Steven Gray, former chief executive of Nuffield Health.
Steven Gray, former chief executive of Nuffield Health.

Do you anticipate more providers – both NHS and independent – turning to external partners for risk, legal or governance support?

I think so. If you take those two things, the economic factors and the risk factors, it means let’s stick to what we’re good at. If we focus on that, we’re not looking over our shoulders, so we can concentrate on what we do and bring the experts in to handle everything else.

When I was looking at Nuffield Health, we started to build different competencies, different functions, even different service lines, until it reached a point where, in one of our medium-sized hospitals, we were doing 46 different specialities. There’s no way we were going to be experts in all of those specialities in a 60,000-square-foot hospital. So we focused on the 12 we knew we could be really good at.

You have to know what your core areas of competence are. For smaller companies, the things that got them to where they are now need to be the things that take them to the next stage too, rather than constantly adding new functions.

Bringing in experts is more important in healthcare than in any other sector I can think of.

 

How do you expect specialists like Maulin Group to change the way healthcare organisations manage clinical risk?

You genuinely have two options. You bring the experts in to do the assessment. Then you look at the results and decide whether a particular skill is something you need to develop internally. If it should be a core competency, then you develop it. If not, you treat it as an outsourced competency. It depends on the organisation.

Both options are valid. But in the short term, healthcare provision in the UK is going to become even more fragmented. There will be more independent providers, more SMEs offering different elements of healthcare. A provider might handle one part of a patient pathway, but go elsewhere for diagnostic imaging or for cancer treatment.

A group like the Maulin Group can help knit those relationships together, ensuring they have the right legal and insurance cover across the whole network.

 

“Trusts could save substantial amounts by using a group like Maulin to improve clinical protocols.”

 

 

The government has made a great deal about the public and private sectors working together. How is that collaboration in the UK evolving? And where does Maulin Group fit into that picture?

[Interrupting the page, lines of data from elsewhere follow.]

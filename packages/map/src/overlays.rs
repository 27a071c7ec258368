//! Overlay sets for the field map and the report maps.

use survey_map_geometry::{Derivation, Overlay, units};
use survey_map_survey_models::{
    BoundaryStyle, DEFAULT_POINT_LABEL, LatLngBounds, ReportMetadata, SurveyPoint,
};

use crate::{LabelClass, MarkerStyle, OverlayShape, Stroke};

/// Line weight of field paths and polygons.
pub const FIELD_STROKE_WEIGHT: u32 = 6;

/// Fill opacity of field polygons.
pub const FIELD_FILL_OPACITY: f64 = 0.3;

/// Color of every report linework.
pub const PRINT_INK: &str = "#000000";

/// Color of the inset footprint rectangle.
pub const FOOTPRINT_COLOR: &str = "#ef4444";

/// `P{n}` tooltip for the point at 0-based `index`.
#[must_use]
pub fn point_tag(index: usize) -> String {
    format!("P{}", index + 1)
}

/// Report label for a point: `P{n}`, or `P{n} : {label}` unless the label is
/// the default marker label.
#[must_use]
pub fn print_label(index: usize, point: &SurveyPoint, metadata: &ReportMetadata) -> String {
    let label = metadata.effective_label(index, point);
    if label == DEFAULT_POINT_LABEL {
        point_tag(index)
    } else {
        format!("{} : {label}", point_tag(index))
    }
}

/// Markers, path or polygon, and measurement label for the field map.
#[must_use]
pub fn field_overlays(
    points: &[SurveyPoint],
    derivation: &Derivation,
    theme: &BoundaryStyle,
) -> Vec<OverlayShape> {
    let mut shapes: Vec<OverlayShape> = points
        .iter()
        .enumerate()
        .map(|(index, point)| OverlayShape::Marker {
            position: point.position(),
            icon: point.symbol_or_default().to_string(),
            color: point.color.clone().unwrap_or_else(|| theme.color.clone()),
            tooltip: Some(point_tag(index)),
            index,
            style: MarkerStyle::Field,
        })
        .collect();

    match &derivation.overlay {
        Overlay::None => {}
        Overlay::Path {
            vertices,
            label_anchor,
        } => {
            shapes.push(OverlayShape::Polyline {
                vertices: vertices.clone(),
                stroke: Stroke::solid(&theme.color, FIELD_STROKE_WEIGHT),
            });
            shapes.push(OverlayShape::Label {
                position: *label_anchor,
                text: units::format_meters(derivation.stats.distance_m),
                class: LabelClass::DistanceLabel,
            });
        }
        Overlay::Polygon { ring, label_anchor } => {
            shapes.push(OverlayShape::Polygon {
                ring: ring.clone(),
                stroke: Stroke::solid(&theme.color, FIELD_STROKE_WEIGHT)
                    .fill_opacity(FIELD_FILL_OPACITY),
            });
            shapes.push(OverlayShape::Label {
                position: *label_anchor,
                text: units::format_hectares(derivation.stats.area_m2),
                class: LabelClass::AreaLabel,
            });
        }
    }

    shapes
}

/// Print markers, point labels, and black linework for the main report map.
#[must_use]
pub fn print_overlays(
    points: &[SurveyPoint],
    derivation: &Derivation,
    theme: &BoundaryStyle,
    metadata: &ReportMetadata,
) -> Vec<OverlayShape> {
    let mut shapes = Vec::with_capacity(points.len() * 2 + 1);

    for (index, point) in points.iter().enumerate() {
        shapes.push(OverlayShape::Marker {
            position: point.position(),
            icon: point.symbol_or_default().to_string(),
            color: PRINT_INK.to_string(),
            tooltip: None,
            index,
            style: MarkerStyle::Print,
        });
        shapes.push(OverlayShape::Label {
            position: point.position(),
            text: print_label(index, point, metadata),
            class: LabelClass::PrintLabel,
        });
    }

    match &derivation.overlay {
        Overlay::None => {}
        Overlay::Path { vertices, .. } => shapes.push(OverlayShape::Polyline {
            vertices: vertices.clone(),
            stroke: Stroke::solid(PRINT_INK, 5).dashed("10, 10"),
        }),
        Overlay::Polygon { ring, .. } => shapes.push(OverlayShape::Polygon {
            ring: ring.clone(),
            stroke: Stroke::solid(PRINT_INK, 4).fill_color(&theme.color),
        }),
    }

    shapes
}

/// Red dashed rectangle marking the main map's footprint on the inset.
#[must_use]
pub fn footprint_rectangle(bounds: LatLngBounds) -> OverlayShape {
    OverlayShape::Rectangle {
        bounds,
        stroke: Stroke::solid(FOOTPRINT_COLOR, 2)
            .dashed("5, 5")
            .fill_opacity(0.15),
    }
}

I think there’s a short, medium and long-term answer to that. In the short term, it has become more difficult for independent companies working with the NHS. In the short term, commissioning has been harder, and there has been less work coming from the NHS to the private sector over the past twelve months compared to the previous three years. That’s a temporary dip, though, and common sense tells you it won’t last.

In the medium term, health secretary Wes Streeting has recognised that external investment is essential, both for capital and service provision. This medium-term shift will begin to take effect in the first quarter of next year, once we enter the new NHS year in April. The purse strings will start to relax, and investments in neighbourhood health centres will increasingly go to the independent sector rather than the NHS, because we can deliver the same service for about a third of the cost. This has been proven.

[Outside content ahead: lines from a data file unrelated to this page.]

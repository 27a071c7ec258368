#![cfg_attr(feature = "fail-on-warnings", deny(warnings))]
#![warn(clippy::all, clippy::pedantic, clippy::nursery, clippy::cargo)]
#![allow(clippy::multiple_crate_versions, clippy::cargo_common_metadata)]

//! Compile-time registry of boundary themes, point symbols, and tile layers.
//!
//! Each entry is defined in a TOML file under `themes/`, `symbols/`, or
//! `layers/`. The registry embeds these at compile time and exposes them in
//! their declared `order`, so the first theme and first symbol are the
//! session defaults.

use serde::Deserialize;
use serde::de::DeserializeOwned;
use survey_map_survey_models::{BoundaryStyle, MapLayer, PointSymbol};

/// Errors from catalog lookups.
#[derive(Debug, thiserror::Error)]
pub enum CatalogError {
    /// No theme carries the requested label.
    #[error("Unknown theme: {0}")]
    UnknownTheme(String),

    /// No symbol carries the requested icon id or label.
    #[error("Unknown symbol: {0}")]
    UnknownSymbol(String),
}

/// A tile source for one [`MapLayer`].
#[derive(Debug, Clone, Deserialize)]
pub struct TileLayer {
    /// Which toggle value this source serves.
    pub layer: MapLayer,
    /// Human-readable name.
    pub name: String,
    /// URL template with `{s}`, `{z}`, `{x}`, `{y}` placeholders.
    pub url: String,
    /// Highest zoom level the source serves.
    pub max_zoom: u8,
}

#[derive(Debug, Deserialize)]
struct ThemeEntry {
    order: u32,
    label: String,
    color: String,
    fill_color: String,
}

#[derive(Debug, Deserialize)]
struct SymbolEntry {
    order: u32,
    icon: String,
    label: String,
    category: String,
}

// ── Compile-time embedded TOML files ────────────────────────────────

const THEME_TOMLS: &[(&str, &str)] = &[
    ("forest", include_str!("../themes/forest.toml")),
    ("hazard", include_str!("../themes/hazard.toml")),
    ("nautical", include_str!("../themes/nautical.toml")),
    ("tactical", include_str!("../themes/tactical.toml")),
    ("technical", include_str!("../themes/technical.toml")),
];

const SYMBOL_TOMLS: &[(&str, &str)] = &[
    ("marker", include_str!("../symbols/marker.toml")),
    ("boundary", include_str!("../symbols/boundary.toml")),
    ("tree", include_str!("../symbols/tree.toml")),
    ("house", include_str!("../symbols/house.toml")),
    ("power", include_str!("../symbols/power.toml")),
    ("hazard", include_str!("../symbols/hazard.toml")),
];

const LAYER_TOMLS: &[(&str, &str)] = &[
    ("street", include_str!("../layers/street.toml")),
    ("satellite", include_str!("../layers/satellite.toml")),
];

fn parse_all<T: DeserializeOwned>(kind: &str, tomls: &[(&str, &str)]) -> Vec<T> {
    tomls
        .iter()
        .map(|(name, toml_str)| {
            toml::de::from_str(toml_str)
                .unwrap_or_else(|e| panic!("Failed to parse {kind} '{name}': {e}"))
        })
        .collect()
}

/// Returns every boundary theme in declared order.
///
/// # Panics
///
/// Panics if any TOML config is malformed (this is a compile-time guarantee
/// since the configs are embedded).
#[must_use]
pub fn all_themes() -> Vec<BoundaryStyle> {
    let mut entries: Vec<ThemeEntry> = parse_all("theme", THEME_TOMLS);
    entries.sort_by_key(|e| e.order);
    entries
        .into_iter()
        .map(|e| BoundaryStyle {
            color: e.color,
            fill_color: e.fill_color,
            label: e.label,
        })
        .collect()
}

/// Returns every point symbol in declared order.
///
/// # Panics
///
/// Panics if any TOML config is malformed.
#[must_use]
pub fn all_symbols() -> Vec<PointSymbol> {
    let mut entries: Vec<SymbolEntry> = parse_all("symbol", SYMBOL_TOMLS);
    entries.sort_by_key(|e| e.order);
    entries
        .into_iter()
        .map(|e| PointSymbol {
            icon: e.icon,
            label: e.label,
            category: e.category,
        })
        .collect()
}

/// Returns both tile layers.
///
/// # Panics
///
/// Panics if any TOML config is malformed.
#[must_use]
pub fn all_layers() -> Vec<TileLayer> {
    parse_all("tile layer", LAYER_TOMLS)
}

/// The theme active at session start.
///
/// # Panics
///
/// Panics if the theme registry is empty.
#[must_use]
pub fn default_theme() -> BoundaryStyle {
    all_themes()
        .into_iter()
        .next()
        .expect("theme registry is empty")
}

/// The symbol active at session start.
///
/// # Panics
///
/// Panics if the symbol registry is empty.
#[must_use]
pub fn default_symbol() -> PointSymbol {
    all_symbols()
        .into_iter()
        .next()
        .expect("symbol registry is empty")
}

/// Looks up a theme by its display label (case-insensitive).
///
/// # Errors
///
/// Returns [`CatalogError::UnknownTheme`] when no theme matches.
pub fn theme_by_label(label: &str) -> Result<BoundaryStyle, CatalogError> {
    all_themes()
        .into_iter()
        .find(|t| t.label.eq_ignore_ascii_case(label))
        .ok_or_else(|| CatalogError::UnknownTheme(label.to_string()))
}

/// Looks up a symbol by icon id or display label (case-insensitive).
///
/// # Errors
///
/// Returns [`CatalogError::UnknownSymbol`] when no symbol matches.
pub fn symbol_by_icon(key: &str) -> Result<PointSymbol, CatalogError> {
    all_symbols()
        .into_iter()
        .find(|s| s.icon == key || s.label.eq_ignore_ascii_case(key))
        .ok_or_else(|| CatalogError::UnknownSymbol(key.to_string()))
}

/// URL template for the given base layer.
///
/// # Panics
///
/// Panics if the layer registry has no entry for `layer`.
#[must_use]
pub fn tile_url(layer: MapLayer) -> String {
    all_layers()
        .into_iter()
        .find(|l| l.layer == layer)
        .map(|l| l.url)
        .unwrap_or_else(|| panic!("No tile layer registered for {layer}"))
}

#[cfg(test)]
const EXPECTED_THEME_COUNT: usize = 5;

#[cfg(test)]
const EXPECTED_SYMBOL_COUNT: usize = 6;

Looking further ahead, the third phase will probably occur under the next parliament. We need a government with a 10-year horizon to implement lasting fixes. That’s when potential funding models could change, creating a system less reliant on the state and involving the holy trinity of state, individuals, and corporates in funding healthcare.

For the Maulin Group, the timing is perfect. It is well placed to provide relatively quick wins in both safety and cost. Trusts could save substantial amounts by using a group like Maulin to improve clinical protocols. This creates a win-win: better outcomes for patients while reducing costs. The economic need, the clinical efficacy need, and the increasing use of independent providers in partnership all point to the value of Maulin Group’s services.